In general, the first European colonisers were welcomed, or at least not opposed, but there were violent conflicts from time to time frequently culminating in murder. In the Northern Territory, both isolated Europeans (usually travellers) and visiting Japanese fishermen continued to be speared to death on a semi-regular basis until the start of the Second World War in 1939. It is known that some European settlers in the centre and north of the country shot Aboriginal people during this period. It is reasonable to presume that many more Aboriginal people died than Europeans, but such events were seldom recorded and the number of murders is a matter for speculation.
Australian independence from Britain changed little in the relationship between indigenous and non-indigenous Australians. As the European pastoral industries developed, several economic changes came about. The appropriation of prime land and the spread of European livestock over vast areas made a traditional Aboriginal lifestyle less viable, but also provided a ready alternative supply of fresh meat for those prepared to risk taking advantage of it.
As large sheep and cattle stations came to dominate outback Australia, Aboriginal women, men and children became a significant source of labour (primarily as domestic servants or station-hands), sometimes on a voluntary basis, but often under conditions that amounted to virtual slavery. For European workers, life in the outback was harsh, dangerous and ill-paid, for Aboriginal workers it was usually worse yet. Most indigenous labour was unpaid, instead indigenous workers received rations in the form of food, clothing and other basic necessities. However many indigenous workers were never paid for their work. Thousands of Aboriginal workers across several generations lost an estimated $500 million because of the Queensland Government's negligence, through diverting withheld wages to raise government revenue, and through misuse of Trust monies. There has been a similar scandal in New South Wales, where 'stolen wages' have been estimated at between $64 and $80 million dollars. (Several other northern industries, notably pearling, also employed Aboriginal workers.)
During the first half of the 20th century, native welfare boards were established in the various states. These instituted a policy of separating children from their parents based upon racial stereotyping. Pale-skinned children were forcibly removed, and Aboriginal parents often darkened up their children to keep them. This aspect of Aboriginal history is also open to considerable debate. See Stolen Generation.

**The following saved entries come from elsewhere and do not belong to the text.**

pub mod control;
pub mod expr;
pub mod func;
pub mod pat;
pub mod stmt;

use crate::analysis::DeclAnalysis;
use crate::error::unsupported_feature;
use crate::error::LowerResult;
use crate::error::LowerWarning;
use crate::error::LowerWarningType;
use crate::options::LowerOptions;
use crate::symbol::SymbolTable;
use ahash::HashMap;
use estree_js::loc::Loc;
use llir::Builder;
use llir::FuncId;
use llir::InsertPoint;
use llir::Module;
use llir::Type;
use llir::Value;
use tracing::warn;

// Runtime entry points lowered code calls into. The runtime supplies them.
pub const ARRAY_CALLEE: &str = "__js_array";
pub const ARRAY_HOLE: &str = "__js_array_hole";
pub const FORIN_COUNT_CALLEE: &str = "__js_forin_count";
pub const FORIN_KEY_CALLEE: &str = "__js_forin_key";

const RUNTIME_NAMES: [&str; 4] = [ARRAY_CALLEE, ARRAY_HOLE, FORIN_COUNT_CALLEE, FORIN_KEY_CALLEE];

/// Programs may neither define nor call the runtime entry points.
pub(crate) fn reject_runtime_name(name: &str, loc: Loc) -> LowerResult<()> {
  if RUNTIME_NAMES.contains(&name) {
    return Err(unsupported_feature(
      loc,
      format!("`{name}` is reserved for the runtime"),
    ));
  }
  Ok(())
}

/// Per-call lowering context.
///
/// `pending` carries a value that is about to be bound to a name; `raw_name`
/// asks identifier lowering to bind rather than read.
#[derive(Clone, Copy, Debug, Default)]
pub struct Meta {
  pub pending: Option<Value>,
  pub raw_name: bool,
}

impl Meta {
  /// Plain value context: identifiers are read.
  pub fn value() -> Meta {
    Meta::default()
  }

  /// Binding context: the identifier being lowered receives `value`.
  pub fn binding(value: Value) -> Meta {
    Meta {
      pending: Some(value),
      raw_name: true,
    }
  }
}

/// All state of one lowering run. Nothing here outlives the run.
pub struct Lowerer<'a> {
  pub(crate) options: &'a LowerOptions,
  pub(crate) analysis: DeclAnalysis,
  pub(crate) module: Module,
  pub(crate) at: InsertPoint,
  pub(crate) symbols: SymbolTable,
  // Functions declared by the program, by name.
  pub(crate) functions: HashMap<String, FuncId>,
  pub(crate) warnings: Vec<LowerWarning>,
  // Number of for-in bodies enclosing the current statement.
  pub(crate) loop_depth: u32,
}

impl<'a> Lowerer<'a> {
  pub(crate) fn new(
    options: &'a LowerOptions,
    analysis: DeclAnalysis,
    module: Module,
    at: InsertPoint,
  ) -> Lowerer<'a> {
    Lowerer {
      options,
      analysis,
      module,
      at,
      symbols: SymbolTable::new(),
      functions: HashMap::default(),
      warnings: Vec::new(),
      loop_depth: 0,
    }
  }

  /// A builder at the current insertion point. Moving it does not move the
  /// lowerer; assign `self.at` for that.
  pub(crate) fn builder(&mut self) -> Builder<'_> {
    Builder::new(&mut self.module, self.at)
  }

  /// Starts a fresh block and continues there. Used after a terminator so
  /// that statements that follow still have somewhere to go; the block is
  /// pruned later if nothing branches to it.
  pub(crate) fn continue_in_new_block(&mut self, name: &str) {
    let block = self.builder().append_block(name);
    self.at.block = block;
  }

  /// Whether reads may use a slot's known contents instead of loading: only
  /// top-level code outside any loop runs exactly once, in order.
  pub(crate) fn straight_line(&self) -> bool {
    !self.symbols.in_function() && self.loop_depth == 0
  }

  pub(crate) fn warn(&mut self, typ: LowerWarningType, loc: Loc) {
    warn!(code = typ.code(), start = loc.0, end = loc.1, "{}", typ.message());
    self.warnings.push(LowerWarning { typ, loc });
  }

  /// Converts between the pointer-sized slot every source value occupies and
  /// the integer types external signatures may use.
  pub(crate) fn coerce(&mut self, value: Value, to: Type) -> Value {
    let from = self
      .module
      .function(self.at.func)
      .value_type(value)
      .unwrap_or(Type::Ptr);
    if from == to {
      return value;
    }
    let mut b = self.builder();
    match (from, to) {
      (Type::Int(_), Type::Ptr) => b.build_int_to_ptr(value),
      (Type::Ptr, Type::Int(_)) => b.build_ptr_to_int(value, to),
      (Type::Int(_), Type::Int(_)) => {
        let ptr = b.build_int_to_ptr(value);
        b.build_ptr_to_int(ptr, to)
      }
      _ => value,
    }
  }

  /// Zero value of a parameter type, for arguments the caller left out.
  pub(crate) fn missing_arg(ty: Type) -> Value {
    match ty {
      Type::Int(_) => Value::int(ty, 0),
      _ => Value::null(),
    }
  }
}
use crate::module::Function;
use crate::value::BlockId;
use ahash::HashMap;
use ahash::HashMapExt;
use ahash::HashSet;
use ahash::HashSetExt;
use itertools::Itertools;
use std::collections::VecDeque;

pub fn successors(func: &Function, block: BlockId) -> Vec<BlockId> {
  func
    .terminator(block)
    .map(|term| term.successors())
    .unwrap_or_default()
}

pub fn reachable(func: &Function, entry: BlockId) -> HashSet<BlockId> {
  let mut seen = HashSet::new();
  let mut queue = VecDeque::from([entry]);
  while let Some(block) = queue.pop_front() {
    if !seen.insert(block) {
      continue;
    }
    queue.extend(successors(func, block));
  }
  seen
}

/// Dominator sets of the blocks reachable from the entry block.
pub struct Dominators(HashMap<BlockId, HashSet<BlockId>>);

impl Dominators {
  /// Iterative dataflow: dom(entry) = {entry}, dom(b) = {b} ∪ ⋂ dom(preds(b)).
  pub fn compute(func: &Function) -> Dominators {
    let mut dom = HashMap::<BlockId, HashSet<BlockId>>::new();
    let Some(entry) = func.entry() else {
      return Dominators(dom);
    };
    let reachable = reachable(func, entry);
    let blocks = func
      .layout()
      .iter()
      .copied()
      .filter(|b| reachable.contains(b))
      .collect_vec();
    let mut preds = HashMap::<BlockId, Vec<BlockId>>::new();
    for &b in blocks.iter() {
      for s in successors(func, b) {
        preds.entry(s).or_default().push(b);
      }
    }

    let all: HashSet<BlockId> = blocks.iter().copied().collect();
    for &b in blocks.iter() {
      if b == entry {
        dom.insert(b, HashSet::from_iter([b]));
      } else {
        dom.insert(b, all.clone());
      }
    }

    let mut changed = true;
    while changed {
      changed = false;
      for &b in blocks.iter().filter(|&&b| b != entry) {
        let mut new = preds
          .get(&b)
          .into_iter()
          .flatten()
          .map(|p| dom[p].clone())
          .reduce(|a, b| a.intersection(&b).copied().collect())
          .unwrap_or_default();
        new.insert(b);
        if new != dom[&b] {
          dom.insert(b, new);
          changed = true;
        }
      }
    }
    Dominators(dom)
  }

  pub fn is_reachable(&self, block: BlockId) -> bool {
    self.0.contains_key(&block)
  }

  /// Whether `a` dominates `b`. Every block dominates itself.
  pub fn dominates(&self, a: BlockId, b: BlockId) -> bool {
    self.0.get(&b).is_some_and(|d| d.contains(&a))
  }
}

The Australian Constitution originally did not permit indigenous people to be counted in the census (except under the category, 'Flora and Fauna'), thereby effectively denying their right to vote. In 1967, a referendum was held to allow indigenous Australians to be counted in the census and to allow the Federal Government to make laws for the benefit of indigenous Australians. This referendum was successful with a huge majority (90.77%, the largest majority ever obtained by a referendum on any question in Australian history) favouring the constitutional amendments.